**What is required:** If a line in the entries below includes the string "await", copy it out.

-=-=-

//! Regional data lookup tool and its database backends.

use std::collections::BTreeSet;
use std::path::PathBuf;
use std::sync::Arc;
use std::time::Duration;

use async_trait::async_trait;
use serde::{Deserialize, Serialize};
use serde_json::{json, Value};
use sqlx::postgres::PgPoolOptions;
use sqlx::Row;

use super::{names, Tool, ToolContext, ToolError, ToolOutput};

/// One `regional_data` row. Nullable columns come back as `None`.
#[derive(Debug, Clone, PartialEq, Serialize, Deserialize)]
pub struct RegionalRecord {
    pub region: Option<String>,
    pub product: String,
    pub sales: Option<f64>,
    pub amount: Option<f64>,
}

/// A store holding the `regional_data` table.
#[async_trait]
pub trait RegionalStore: Send + Sync {
    /// Rows whose `product` is one of `products`. `products` is never empty.
    async fn regional_data(
        &self,
        products: &BTreeSet<String>,
    ) -> Result<Vec<RegionalRecord>, ToolError>;
}

/// Pick a backend from the connection string scheme.
pub(super) fn connect(url: &str) -> Result<Arc<dyn RegionalStore>, ToolError> {
    if url.starts_with("postgres://") || url.starts_with("postgresql://") {
        Ok(Arc::new(PgRegionalStore::connect_lazy(url)?))
    } else if let Some(path) = url
        .strip_prefix("sqlite://")
        .or_else(|| url.strip_prefix("sqlite:"))
    {
        Ok(Arc::new(SqliteRegionalStore::new(path)))
    } else {
        Err(ToolError::Database(format!(
            "unsupported DATABASE_URL scheme (expected postgres:// or sqlite:): {}",
            redact(url)
        )))
    }
}

/// Hide credentials before a connection string reaches a log line.
fn redact(url: &str) -> String {
    match url::Url::parse(url) {
        Ok(mut parsed) if parsed.password().is_some() => {
            let _ = parsed.set_password(Some("****"));
            parsed.to_string()
        }
        _ => url.to_string(),
    }
}

/// PostgreSQL backend. The pool connects on first use so an unreachable
/// database surfaces at lookup time, not at startup.
pub struct PgRegionalStore {
    pool: sqlx::Pool<sqlx::Postgres>,
}

impl PgRegionalStore {
    pub fn connect_lazy(url: &str) -> Result<Self, ToolError> {
        Self::connect_lazy_with_timeout(url, Duration::from_secs(10))
    }

    pub fn connect_lazy_with_timeout(
        url: &str,
        acquire_timeout: Duration,
    ) -> Result<Self, ToolError> {
        let pool = PgPoolOptions::new()
            .max_connections(5)
            .acquire_timeout(acquire_timeout)
            .connect_lazy(url)
            .map_err(|e| ToolError::Database(e.to_string()))?;
        Ok(Self { pool })
    }
}

#[async_trait]
impl RegionalStore for PgRegionalStore {
    async fn regional_data(
        &self,
        products: &BTreeSet<String>,
    ) -> Result<Vec<RegionalRecord>, ToolError> {
        let products: Vec<String> = products.iter().cloned().collect();
        let rows = sqlx::query(
            "SELECT region, product, \
                    CAST(sales AS DOUBLE PRECISION) AS sales, \
                    CAST(amount AS DOUBLE PRECISION) AS amount \
             FROM regional_data WHERE product = ANY($1)",
        )
        .bind(products)
        .fetch_all(&self.pool)
        .await
        .map_err(|e| ToolError::Database(e.to_string()))?;

        rows.iter()
            .map(|row| {
                Ok(RegionalRecord {
                    region: row.try_get("region")?,
                    product: row.try_get("product")?,
                    sales: row.try_get("sales")?,
                    amount: row.try_get("amount")?,
                })
            })
            .collect::<Result<Vec<_>, sqlx::Error>>()
            .map_err(|e| ToolError::Database(e.to_string()))
    }
}

/// SQLite backend, opened read-only per lookup.
pub struct SqliteRegionalStore {
    path: PathBuf,
}

impl SqliteRegionalStore {
    pub fn new(path: impl Into<PathBuf>) -> Self {
        Self { path: path.into() }
    }

    fn query_blocking(
        path: &PathBuf,
        products: &[String],
    ) -> Result<Vec<RegionalRecord>, rusqlite::Error> {
        let conn = rusqlite::Connection::open_with_flags(
            path,
            rusqlite::OpenFlags::SQLITE_OPEN_READ_ONLY | rusqlite::OpenFlags::SQLITE_OPEN_NO_MUTEX,
        )?;
        let placeholders = vec!["?"; products.len()].join(", ");
        let sql = format!(
            "SELECT region, product, CAST(sales AS REAL), CAST(amount AS REAL) \
             FROM regional_data WHERE product IN ({})",
            placeholders
        );
        let mut stmt = conn.prepare(&sql)?;
        let rows = stmt.query_map(rusqlite::params_from_iter(products.iter()), |row| {
            Ok(RegionalRecord {
                region: row.get(0)?,
                product: row.get(1)?,
                sales: row.get(2)?,
                amount: row.get(3)?,
            })
        })?;
        rows.collect()
    }
}

#[async_trait]
impl RegionalStore for SqliteRegionalStore {
    async fn regional_data(
        &self,
        products: &BTreeSet<String>,
    ) -> Result<Vec<RegionalRecord>, ToolError> {
        let path = self.path.clone();
        let products: Vec<String> = products.iter().cloned().collect();
        tokio::task::spawn_blocking(move || Self::query_blocking(&path, &products))
            .await
            .map_err(|e| ToolError::Database(format!("lookup task failed: {}", e)))?
            .map_err(|e| ToolError::Database(e.to_string()))
    }
}

/// Looks up regional rows for a set of product names.
pub struct GetRegionalData {
    store: Option<Arc<dyn RegionalStore>>,
}

impl GetRegionalData {
    pub fn new(store: Option<Arc<dyn RegionalStore>>) -> Self {
        Self { store }
    }

    /// Fetch rows for `products`, surfacing backend failures.
    pub async fn lookup(
        &self,
        products: &BTreeSet<String>,
    ) -> Result<Vec<RegionalRecord>, ToolError> {
        if products.is_empty() {
            return Ok(Vec::new());
        }
        let store = self
            .store
            .as_ref()
            .ok_or(ToolError::NotConfigured("regional data store"))?;
        let mut rows = store.regional_data(products).await?;
        rows.retain(|r| products.contains(&r.product));
        Ok(rows)
    }
}

fn parse_products(args: &Value) -> Result<BTreeSet<String>, ToolError> {
    let list = args["products"]
        .as_array()
        .ok_or_else(|| ToolError::InvalidArguments("Missing 'products' argument".to_string()))?;
    list.iter()
        .map(|p| {
            p.as_str()
                .map(str::to_string)
                .ok_or_else(|| {
                    ToolError::InvalidArguments(format!(
                        "product name must be a string, got {}",
                        p
                    ))
                })
        })
        .collect()
}

#[async_trait]
impl Tool for GetRegionalData {
    fn name(&self) -> &str {
        names::GET_REGIONAL_DATA
    }

    fn description(&self) -> &str {
        "Query the database for the regional data of the given products. Returns a list of rows with the keys region, product, sales and amount."
    }

    fn parameters_schema(&self) -> Value {
        json!({
            "type": "object",
            "properties": {
                "products": {
                    "type": "array",
                    "items": { "type": "string" },
                    "description": "Product names to look up"
                }
            },
            "required": ["products"]
        })
    }

    async fn execute(&self, args: Value, _ctx: &ToolContext) -> Result<ToolOutput, ToolError> {
        let products = parse_products(&args)?;
        match self.lookup(&products).await {
            Ok(rows) => {
                let value = serde_json::to_value(&rows)
                    .map_err(|e| ToolError::Database(e.to_string()))?;
                Ok(ToolOutput::ok(value))
            }
            Err(e) => {
                tracing::warn!("Error getting regional data from database: {}", e);
                Ok(ToolOutput::degraded(json!([]), e.to_string()))
            }
        }
    }
}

-=-=-

**Result below:**
        .await
            .await
        let mut rows = store.regional_data(products).await?;
        match self.lookup(&products).await {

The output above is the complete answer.